WANA: We may not have it all together, but together we have it all.
Everyone likes to poke fun at us old folks, so maybe the best defense is to poke fun at ourselves. Here are some of my favorites on “aging:”
I feel like my body has gotten totally out of shape, so I got my doctor’s permission to join a fitness club and start exercising. I decided to take an aerobics class for seniors. I bent, twisted, gyrated, jumped up and down, and perspired for an hour. But, by the time I got my leotards on, the class was over.
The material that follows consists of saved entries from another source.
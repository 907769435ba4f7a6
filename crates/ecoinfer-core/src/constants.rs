//! Numerical constants shared by the sampler components.

/// Default deterministic seed for RNG operations.
///
/// Same seed + same data = same draws. The value `0x65636F6470` is "ecodp"
/// encoded in ASCII.
pub const DEFAULT_SEED: u64 = 0x65636F6470;

/// Natural log of 2π, used in multivariate normal log-pdf computation.
pub const LOG_2PI: f64 = 1.8378770664093453;

/// Distance kept between a latent proportion and the boundary {0, 1}.
///
/// Keeps every link transform finite.
pub const W_SENTINEL: f64 = 1e-6;

/// Default number of grid points per unit length of the feasible W1 interval.
pub const DEFAULT_GRID_RESOLUTION: usize = 1000;

// =============================================================================
// Quadrature
// =============================================================================

/// Absolute tolerance for the adaptive quadrature.
pub const QUAD_EPS_ABS: f64 = 1e-9;

/// Relative tolerance for the adaptive quadrature.
pub const QUAD_EPS_REL: f64 = 1e-9;

/// Maximum number of subintervals the adaptive quadrature may create.
pub const QUAD_SUBDIVISION_LIMIT: usize = 100;

/// Lower end of the integration domain on the reparametrized line.
///
/// The link Jacobian is singular at t ∈ {0, 1} when a bound touches 0 or 1.
pub const QUAD_T_LOWER: f64 = 1e-5;

/// Upper end of the integration domain on the reparametrized line.
pub const QUAD_T_UPPER: f64 = 1.0 - 1e-5;

// =============================================================================
// Sampler defaults
// =============================================================================

/// Maximum attempts of the rejection initializer before giving up.
pub const DEFAULT_START_RETRY_CAP: usize = 100_000;

/// Initial Dirichlet-process concentration.
pub const DEFAULT_ALPHA: f64 = 1.0;

/// Smallest concentration value a Gamma draw is allowed to return.
pub const ALPHA_MIN: f64 = f64::MIN_POSITIVE;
Reporters interviewing a 104-year-old woman: "And what do you think is the best thing about being 104?" the reporter asked.
She simply replied, "No peer pressure."
Just before the funeral services, the undertaker came up to the very elderly widow and asked, "How old was your husband?"
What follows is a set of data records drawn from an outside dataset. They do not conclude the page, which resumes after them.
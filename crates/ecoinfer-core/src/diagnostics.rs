//! Non-fatal conditions raised by the numerical components.
//!
//! The core never logs. Components hand a [`Diagnostic`] to a
//! [`DiagnosticSink`] and carry on with their best estimate; the driver
//! decides how to surface it.

extern crate alloc;

use alloc::vec::Vec;
use core::fmt;

use crate::bounds::UnitBounds;
use crate::integrate::{Moment, QuadStatus};
use crate::types::Margin;

/// A recoverable numerical problem.
#[derive(Debug, Clone, PartialEq)]
pub enum Diagnostic {
    /// The adaptive quadrature stopped before meeting its tolerance.
    IntegrationNonconvergence {
        /// Why the quadrature stopped.
        status: QuadStatus,
        /// Moment being integrated, `None` for the normalizing constant.
        moment: Option<Moment>,
        /// Margins of the unit.
        margin: Margin,
        /// Feasible bounds of the unit.
        bounds: UnitBounds,
        /// Best estimate returned in place of a converged value.
        estimate: f64,
        /// Error estimate at termination.
        abs_error: f64,
    },
    /// A moment tag outside −1..=7 was requested; the integrand was zero.
    InvalidSufficientStatisticKind {
        /// The rejected tag.
        tag: i32,
    },
}

impl fmt::Display for Diagnostic {
    fn fmt(&self, f: &mut fmt::Formatter<'_>) -> fmt::Result {
        match self {
            Diagnostic::IntegrationNonconvergence {
                status,
                moment,
                margin,
                bounds,
                estimate,
                abs_error,
            } => {
                let tag = moment.map_or(-1, Moment::tag);
                write!(
                    f,
                    "integration error {}: moment {} X {:.5} Y {:.5} [{:.5}, {:.5}] -> {:.5e} +- {:.5e}",
                    status.code(),
                    tag,
                    margin.x,
                    margin.y,
                    bounds.w1_lower,
                    bounds.w1_upper,
                    estimate,
                    abs_error
                )
            }
            Diagnostic::InvalidSufficientStatisticKind { tag } => {
                write!(f, "invalid sufficient statistic tag {}", tag)
            }
        }
    }
}

/// Receiver of non-fatal diagnostics.
pub trait DiagnosticSink {
    /// Accept one diagnostic.
    fn report(&mut self, diagnostic: Diagnostic);
}

impl DiagnosticSink for Vec<Diagnostic> {
    fn report(&mut self, diagnostic: Diagnostic) {
        self.push(diagnostic);
    }
}

impl<S: DiagnosticSink + ?Sized> DiagnosticSink for &mut S {
    fn report(&mut self, diagnostic: Diagnostic) {
        (**self).report(diagnostic);
    }
}

/// Sink that drops every diagnostic.
#[derive(Debug, Clone, Copy, Default)]
pub struct Discard;

impl DiagnosticSink for Discard {
    fn report(&mut self, _diagnostic: Diagnostic) {}
}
"98," she replied. "Two years older than me."
"So you’re 96," the undertaker commented.
She responded, "Hardly worth going home, is it?
An elderly woman decided to prepare her will and told her preacher she had two final requests. First, she wanted to be cremated, and second, she wanted her ashes scattered over Wal-Mart.
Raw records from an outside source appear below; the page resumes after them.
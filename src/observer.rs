//! Side channel for progress, diagnostics and cooperative cancellation.

use std::sync::atomic::{AtomicBool, Ordering};
use std::sync::Arc;

use ecoinfer_core::Diagnostic;

use crate::result::RunStatus;

/// Receives notifications while a run is in progress.
///
/// Every method has an empty default, so implementors only override what
/// they care about.
pub trait Observer {
    /// Called once before the first iteration.
    fn on_start(&mut self, _units: usize, _effective_units: usize, _iterations: usize) {}

    /// Called each time another tenth of the iterations has completed.
    fn on_progress(&mut self, _percent: u32, _iteration: usize) {}

    /// Called for each non-fatal numerical problem, in the order raised.
    fn on_diagnostic(&mut self, _diagnostic: &Diagnostic) {}

    /// Called once after the last iteration or after an interrupt.
    fn on_finish(&mut self, _status: &RunStatus, _stored: usize) {}
}

/// Observer that ignores everything.
#[derive(Debug, Clone, Copy, Default)]
pub struct Silent;

impl Observer for Silent {}

/// Observer that forwards to `tracing`.
#[derive(Debug, Clone, Copy, Default)]
pub struct TracingObserver;

impl Observer for TracingObserver {
    fn on_start(&mut self, units: usize, effective_units: usize, iterations: usize) {
        tracing::debug!(
            "Starting DP sampler: {} units ({} effective), {} iterations",
            units,
            effective_units,
            iterations
        );
    }

    fn on_progress(&mut self, percent: u32, iteration: usize) {
        tracing::info!(percent, iteration, "{:3} percent done", percent);
    }

    fn on_diagnostic(&mut self, diagnostic: &Diagnostic) {
        match diagnostic {
            Diagnostic::IntegrationNonconvergence { status, .. } => {
                tracing::warn!(code = status.code(), "{}", diagnostic);
            }
            Diagnostic::InvalidSufficientStatisticKind { tag } => {
                tracing::warn!(tag, "{}", diagnostic);
            }
        }
    }

    fn on_finish(&mut self, status: &RunStatus, stored: usize) {
        match status {
            RunStatus::Completed => {
                tracing::debug!("DP sampler finished: {} draws stored", stored);
            }
            RunStatus::Interrupted { iteration } => {
                tracing::info!(
                    "DP sampler interrupted at iteration {}: {} draws stored",
                    iteration,
                    stored
                );
            }
        }
    }
}

impl<O: Observer + ?Sized> Observer for &mut O {
    fn on_start(&mut self, units: usize, effective_units: usize, iterations: usize) {
        (**self).on_start(units, effective_units, iterations);
    }

    fn on_progress(&mut self, percent: u32, iteration: usize) {
        (**self).on_progress(percent, iteration);
    }

    fn on_diagnostic(&mut self, diagnostic: &Diagnostic) {
        (**self).on_diagnostic(diagnostic);
    }

    fn on_finish(&mut self, status: &RunStatus, stored: usize) {
        (**self).on_finish(status, stored);
    }
}

/// Cancellation flag polled between outer iterations.
pub trait Interrupt {
    /// True once the run should stop.
    fn is_interrupted(&self) -> bool;
}

/// Interrupt that never fires.
#[derive(Debug, Clone, Copy, Default)]
pub struct Never;

impl Interrupt for Never {
    fn is_interrupted(&self) -> bool {
        false
    }
}

impl Interrupt for AtomicBool {
    fn is_interrupted(&self) -> bool {
        self.load(Ordering::Relaxed)
    }
}

impl<T: Interrupt + ?Sized> Interrupt for Arc<T> {
    fn is_interrupted(&self) -> bool {
        (**self).is_interrupted()
    }
}

impl<T: Interrupt + ?Sized> Interrupt for &T {
    fn is_interrupted(&self) -> bool {
        (**self).is_interrupted()
    }
}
"Wal-Mart?" the preacher exclaimed.
"Then I’ll be sure my daughters visit me twice a week."
My memory’s not as sharp as it used to be. Also, my memory’s not as sharp as it used to be.
Know how to prevent sagging? Just eat till the wrinkles fill out.
I’m getting into swing dancing. Not on purpose. Some parts of my body are just prone to swinging.
These days about half the stuff in my shopping cart says, "For fast relief."
Don’t let aging get you down. It’s too hard to get back up!
Remember: You don’t stop laughing because you grow old. You grow old because you stop laughing.
THE SENILITY PRAYER: Grant me the senility to forget the people I never liked anyway, the good fortune to run into the ones I do, and the eyesight to tell the difference.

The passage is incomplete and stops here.